Après d’interminables minutes, il l’aperçut enfin, au bout de la rue, impeccable dans son tailleur beige. Il courut dans sa direction.

— Sylvie ! Oh !

La jeune femme lui adressa un regard étonné, qui très vite se teinta de crainte.

— Laisse-moi ! ordonna-t-elle en continuant à marcher. Rentre à la maison ! Une grosse journée m’attend, ce n’est pas le moment !

Stéphane lui emboîta le pas.

— Tu es en danger. Le… Le tueur va s’en prendre à toi.

— Ben voyons.

— Tu dois me croire !

— Je te crois. Tout ce que tu voudras. Rentre chez nous.

Arrivé au niveau de la Ford, Stéphane lui attrapa le poignet.

— Tu dois venir avec moi ! Il faut fuir loin d’ici ! Il faut…

Sylvie ne se laissa pas faire. Ses joues s’empourprèrent.

— Fiche-moi la paix ou je fais un scandale !

Stéphane n’hésita pas une seconde. Il observa autour d’eux, puis la tira jusqu’à la voiture et la poussa à l’intérieur.
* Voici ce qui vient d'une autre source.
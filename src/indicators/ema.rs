// =============================================================================
// Exponential Moving Average (EMA)
// =============================================================================
//
// alpha = 2 / (period + 1); ema' = price * alpha + ema * (1 - alpha).
// The first value is seeded with the SMA of the first `period` prices, and
// nothing is emitted before that seed exists. Signal bands match the SMA's.

use crate::indicators::sma::BAND_SIGNAL_STRENGTH;
use crate::indicators::{Indicator, IndicatorState};
use crate::signals::Signal;
use crate::types::{Symbol, TradeRecord};

pub struct EmaIndicator {
    id: String,
    name: String,
    symbol: Symbol,
    period: usize,
    alpha: f64,
    /// Prices collected during warm-up, drained into the SMA seed.
    seed: Vec<f64>,
    ema: Option<f64>,
}

impl EmaIndicator {
    /// `period` must be > 0.
    pub fn new(period: usize, symbol: Symbol) -> Self {
        assert!(period > 0, "EMA period must be > 0");
        Self {
            id: format!("ema-{period}-{symbol}"),
            name: format!("EMA({period})"),
            symbol,
            period,
            alpha: 2.0 / (period as f64 + 1.0),
            seed: Vec::with_capacity(period),
            ema: None,
        }
    }
}

impl Indicator for EmaIndicator {
    fn id(&self) -> &str {
        &self.id
    }

    fn name(&self) -> &str {
        &self.name
    }

    fn symbol(&self) -> &Symbol {
        &self.symbol
    }

    fn update(&mut self, trade: &TradeRecord) -> Option<IndicatorState> {
        if trade.symbol != self.symbol {
            return None;
        }

        let ema = match self.ema {
            Some(prev) => {
                let next = trade.price * self.alpha + prev * (1.0 - self.alpha);
                self.ema = Some(next);
                next
            }
            None => {
                self.seed.push(trade.price);
                if self.seed.len() < self.period {
                    return None; // warm-up
                }
                let sma = self.seed.iter().sum::<f64>() / self.period as f64;
                self.seed.clear();
                self.ema = Some(sma);
                sma
            }
        };

        Some(IndicatorState::new(
            &self.id,
            &self.name,
            self.symbol.clone(),
            trade,
            ema,
        ))
    }

    fn signal(&self, state: &IndicatorState) -> Signal {
        let price = state.observed_price();
        let ema = state.value;

        if price > ema * 1.02 {
            Signal::buy(
                BAND_SIGNAL_STRENGTH,
                state.last_update,
                format!("price {price:.2} above {} {ema:.2} by >2%", self.name),
            )
        } else if price < ema * 0.98 {
            Signal::sell(
                BAND_SIGNAL_STRENGTH,
                state.last_update,
                format!("price {price:.2} below {} {ema:.2} by >2%", self.name),
            )
        } else {
            Signal::hold(state.last_update)
        }
    }
}
// =============================================================================
// Error taxonomy for the tickfan pipeline
// =============================================================================
//
// Typed errors live at the library seams; the application layer (main, task
// bodies) wraps them in `anyhow` with context. Recovery policy:
//   - Validation / parse errors are recovered locally (record dropped, frame
//     logged) and never terminate a stream.
//   - Provider connection errors terminate the trade stream; end-of-stream
//     cascades through the broker to every subscriber as a normal terminal
//     condition, not an error.

use thiserror::Error;

/// A field of a domain value failed its construction-time constraint.
#[derive(Debug, Clone, PartialEq, Error)]
pub enum ValidationError {
    #[error("symbol must be non-empty")]
    EmptySymbol,

    #[error("price must be a finite number >= 0, got {0}")]
    Price(f64),

    #[error("volume must be a finite number >= 0, got {0}")]
    Volume(f64),

    #[error("timestamp must be a positive epoch-millisecond value, got {0}")]
    Timestamp(i64),

    #[error("received timestamp {received} precedes source timestamp {source_ts}")]
    NegativeLatency { source_ts: i64, received: i64 },
}

/// Errors surfaced by a market-data provider.
///
/// `Unauthenticated` is non-retryable (bad credentials stay bad);
/// `ConnectFailed` is retryable at the caller's discretion. Mid-stream
/// transport failures do not use this type — they end the trade stream.
#[derive(Debug, Error)]
pub enum ProviderError {
    #[error("provider rejected credentials: {0}")]
    Unauthenticated(String),

    #[error("failed to connect to provider: {0}")]
    ConnectFailed(String),

    #[error("subscription request failed: {0}")]
    Subscribe(String),
}

/// Publishing attempted against a broker that has been closed.
#[derive(Debug, Clone, Copy, PartialEq, Eq, Error)]
#[error("trade broker is closed")]
pub struct BrokerClosed;

/// A window configuration violated its invariants.
#[derive(Debug, Clone, PartialEq, Error)]
pub enum InvalidWindowConfig {
    #[error("event window size must be > 0")]
    ZeroSize,

    #[error("time window duration must be > 0 ms, got {0}")]
    NonPositiveDuration(i64),
}

/// A derived metric was requested through a `try_` accessor with too few
/// retained points. The plain accessors return a neutral 0 instead.
#[derive(Debug, Clone, PartialEq, Error)]
#[error("insufficient data: have {have} points, need {need}")]
pub struct InsufficientData {
    pub have: usize,
    pub need: usize,
}
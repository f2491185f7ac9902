// =============================================================================
// Rolling statistics engine
// =============================================================================
//
// - Window retention policies (event-count, time-duration, hybrid).
// - Pure per-symbol state transitions with on-demand derived metrics.
// - The shared collector that folds the broker's trade stream into a map.

pub mod collector;
pub mod rolling;
pub mod window;

pub use collector::{run_stats_collector, StatsCollector};
pub use rolling::{PricePoint, StatsState};
pub use window::WindowConfig;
Cette fois, Sylvie hurlait pour de bon.

— Mais qu’est-ce que tu fais ? Arrête ! Arrête !

Stéphane parvint à fermer et verrouiller la portière passager. Dehors, des badauds s’arrêtaient, incrédules. Sylvie se débattit, elle griffa Stéphane au visage. Trois marques bien distinctes sur sa joue. Puis elle tira de toutes ses forces sur la poignée pour tenter de sortir, et finit par l’arracher. Dans un réflexe malheureux, Stéphane la gifla.

— Oh ! Excuse-moi ! Je ne voulais pas.

Il démarra, fonça jusqu’au bout de la rue et s’arrêta. Là, il plaqua sa femme contre le dossier de son siège, l’air menaçant, et écrasa la bouteille d’eau avec les somnifères sur ses lèvres.

— Bois ! Bois ça !

Sylvie pleurait.

— Je… Je t’en prie… Non…

— Bois !

Elle s’exécuta et le fixa, les yeux pleins de terreur.

— Ne me fais pas de mal…

— Jamais ! Jamais je ne te ferai du mal ! Je sais que tu me prends pour un fou, mais je fais tout ceci pour te protéger. Quelques jours… Juste quelques jours, puis tout redeviendra normal, comme avant.

— Rien n’a jamais été normal. Laisse-moi Stéphane, je t’en prie. J’ai peur.

Stéphane se regarda dans le petit miroir du pare-soleil. Les griffures, sur son visage. Puis la poignée arrachée, au sol. Comme dans l’un de ses rêves.

— Comment c’est possible ?

Sylvie ressentit une profonde tristesse de voir son mari dans un tel état. La déchéance mentale avait été si foudroyante.

— Où… murmura-t-elle. Où m’emmènes-tu ?

— Pas là-bas. Certainement pas là-bas.

La voiture s’extirpa du dédale parisien, puis suivit le panneau « Lyon » avant de s’engager sur l’A6. Sylvie luttait pour rester éveillée. Stéphane la vit s’endormir. Une si jolie femme. Il la protégerait. Et personne ne pourrait l’en empêcher. Rien ne se produirait. Cette fois, il prendrait le dessus.

Mais, brusquement, il ralentit, avec l’envie douloureuse de faire demi-tour. S’il fuyait loin de Paris, comment surveiller Mélinda ? Comment la protéger, elle aussi ? Ses doigts se crispèrent. La petite ou sa femme.

Son choix était fait. La décision la plus terrible de toute sa vie. Abandonner Mélinda, sa chevelure bouclée, sa dent en moins.